- **Task directions**
Count up the lines below that include the string "transformers" and report the number by itself.

- **Excerpted data**
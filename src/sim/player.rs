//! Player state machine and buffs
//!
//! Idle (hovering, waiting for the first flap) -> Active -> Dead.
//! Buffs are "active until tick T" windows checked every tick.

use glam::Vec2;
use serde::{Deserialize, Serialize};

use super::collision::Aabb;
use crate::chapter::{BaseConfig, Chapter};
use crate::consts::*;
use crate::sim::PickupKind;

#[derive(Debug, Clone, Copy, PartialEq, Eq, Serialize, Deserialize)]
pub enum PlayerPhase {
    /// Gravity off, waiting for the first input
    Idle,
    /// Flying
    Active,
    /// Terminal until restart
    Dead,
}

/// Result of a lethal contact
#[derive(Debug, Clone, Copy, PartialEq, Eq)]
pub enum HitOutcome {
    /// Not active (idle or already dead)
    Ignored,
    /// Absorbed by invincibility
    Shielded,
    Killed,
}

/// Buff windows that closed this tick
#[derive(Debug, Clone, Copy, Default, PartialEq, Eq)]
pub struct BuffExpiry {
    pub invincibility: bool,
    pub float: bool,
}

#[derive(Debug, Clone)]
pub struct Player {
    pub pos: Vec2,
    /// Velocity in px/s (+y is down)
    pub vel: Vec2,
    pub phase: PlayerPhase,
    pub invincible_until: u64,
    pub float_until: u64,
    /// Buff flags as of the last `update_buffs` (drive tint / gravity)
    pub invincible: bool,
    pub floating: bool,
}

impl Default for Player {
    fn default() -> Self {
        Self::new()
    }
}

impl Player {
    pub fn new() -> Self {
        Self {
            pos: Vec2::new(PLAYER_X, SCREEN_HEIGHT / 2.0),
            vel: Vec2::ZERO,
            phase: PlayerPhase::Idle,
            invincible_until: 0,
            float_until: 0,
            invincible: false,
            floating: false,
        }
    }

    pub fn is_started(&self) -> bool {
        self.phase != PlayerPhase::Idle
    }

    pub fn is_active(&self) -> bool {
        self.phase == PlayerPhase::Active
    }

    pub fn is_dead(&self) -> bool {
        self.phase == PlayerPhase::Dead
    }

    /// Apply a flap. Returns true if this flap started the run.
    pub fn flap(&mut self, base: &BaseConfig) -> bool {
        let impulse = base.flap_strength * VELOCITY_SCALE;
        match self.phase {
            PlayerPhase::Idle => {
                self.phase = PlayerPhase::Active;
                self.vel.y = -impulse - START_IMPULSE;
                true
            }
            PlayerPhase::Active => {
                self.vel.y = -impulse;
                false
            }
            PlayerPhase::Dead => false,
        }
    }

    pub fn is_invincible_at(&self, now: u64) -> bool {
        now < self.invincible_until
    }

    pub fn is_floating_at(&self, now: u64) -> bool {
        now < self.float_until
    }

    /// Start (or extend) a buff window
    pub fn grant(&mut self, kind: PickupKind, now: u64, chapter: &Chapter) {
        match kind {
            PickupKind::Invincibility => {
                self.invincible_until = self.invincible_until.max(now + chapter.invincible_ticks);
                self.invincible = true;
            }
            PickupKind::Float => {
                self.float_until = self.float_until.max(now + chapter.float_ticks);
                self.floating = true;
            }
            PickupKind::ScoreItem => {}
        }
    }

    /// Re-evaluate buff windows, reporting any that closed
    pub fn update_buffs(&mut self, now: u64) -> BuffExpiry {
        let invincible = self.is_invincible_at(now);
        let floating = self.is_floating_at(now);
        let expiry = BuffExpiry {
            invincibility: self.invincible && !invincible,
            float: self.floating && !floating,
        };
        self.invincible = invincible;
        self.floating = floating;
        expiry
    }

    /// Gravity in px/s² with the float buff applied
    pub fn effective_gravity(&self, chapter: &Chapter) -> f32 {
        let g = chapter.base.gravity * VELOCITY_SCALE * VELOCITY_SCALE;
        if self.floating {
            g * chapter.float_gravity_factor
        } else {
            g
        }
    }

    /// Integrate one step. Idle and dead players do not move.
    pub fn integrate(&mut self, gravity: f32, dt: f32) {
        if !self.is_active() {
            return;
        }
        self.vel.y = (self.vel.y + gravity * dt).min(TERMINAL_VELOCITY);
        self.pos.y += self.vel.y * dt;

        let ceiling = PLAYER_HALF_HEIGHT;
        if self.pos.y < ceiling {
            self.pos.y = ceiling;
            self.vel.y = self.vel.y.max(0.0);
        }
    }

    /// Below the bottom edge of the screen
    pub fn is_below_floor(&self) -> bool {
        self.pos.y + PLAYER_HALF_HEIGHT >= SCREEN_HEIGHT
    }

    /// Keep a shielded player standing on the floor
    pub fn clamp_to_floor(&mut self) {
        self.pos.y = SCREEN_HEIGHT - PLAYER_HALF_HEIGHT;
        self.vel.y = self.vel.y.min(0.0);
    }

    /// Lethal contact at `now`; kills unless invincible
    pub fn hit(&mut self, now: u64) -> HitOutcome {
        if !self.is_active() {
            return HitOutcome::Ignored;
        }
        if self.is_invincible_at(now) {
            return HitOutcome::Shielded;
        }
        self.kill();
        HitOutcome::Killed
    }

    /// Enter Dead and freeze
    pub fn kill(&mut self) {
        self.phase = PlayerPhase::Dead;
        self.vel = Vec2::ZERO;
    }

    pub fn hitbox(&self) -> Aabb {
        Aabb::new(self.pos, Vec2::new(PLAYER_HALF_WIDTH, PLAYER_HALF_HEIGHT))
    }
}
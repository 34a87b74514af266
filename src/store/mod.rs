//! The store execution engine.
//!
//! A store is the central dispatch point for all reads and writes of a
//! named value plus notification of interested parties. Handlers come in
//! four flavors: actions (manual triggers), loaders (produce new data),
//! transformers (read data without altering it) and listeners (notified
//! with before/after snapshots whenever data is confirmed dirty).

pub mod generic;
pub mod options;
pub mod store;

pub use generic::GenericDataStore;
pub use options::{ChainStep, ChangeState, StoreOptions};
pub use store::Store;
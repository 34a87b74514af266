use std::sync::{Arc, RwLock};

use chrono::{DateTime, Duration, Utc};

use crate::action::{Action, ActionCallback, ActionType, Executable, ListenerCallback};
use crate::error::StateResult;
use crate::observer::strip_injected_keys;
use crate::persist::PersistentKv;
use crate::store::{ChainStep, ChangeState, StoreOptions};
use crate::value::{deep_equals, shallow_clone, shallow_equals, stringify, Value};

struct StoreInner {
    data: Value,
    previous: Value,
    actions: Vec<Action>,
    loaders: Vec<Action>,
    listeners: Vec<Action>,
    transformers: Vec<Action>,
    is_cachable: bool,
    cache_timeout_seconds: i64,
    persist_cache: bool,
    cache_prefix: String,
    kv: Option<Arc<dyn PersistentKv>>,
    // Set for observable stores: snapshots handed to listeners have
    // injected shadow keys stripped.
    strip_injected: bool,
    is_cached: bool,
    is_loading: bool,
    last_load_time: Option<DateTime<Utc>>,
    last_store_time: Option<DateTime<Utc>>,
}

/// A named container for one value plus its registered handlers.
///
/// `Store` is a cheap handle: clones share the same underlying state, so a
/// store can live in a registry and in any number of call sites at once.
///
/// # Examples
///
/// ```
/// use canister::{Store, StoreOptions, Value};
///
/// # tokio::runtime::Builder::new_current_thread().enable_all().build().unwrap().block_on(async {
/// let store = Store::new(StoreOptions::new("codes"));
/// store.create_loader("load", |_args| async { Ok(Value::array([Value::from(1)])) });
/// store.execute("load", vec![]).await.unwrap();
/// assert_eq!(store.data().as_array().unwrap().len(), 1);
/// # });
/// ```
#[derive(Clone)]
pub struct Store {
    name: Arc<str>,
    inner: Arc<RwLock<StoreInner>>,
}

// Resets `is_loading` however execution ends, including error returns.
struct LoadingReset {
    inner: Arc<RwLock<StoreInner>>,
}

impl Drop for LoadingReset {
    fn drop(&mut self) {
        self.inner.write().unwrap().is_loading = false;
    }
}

- **Task response**
2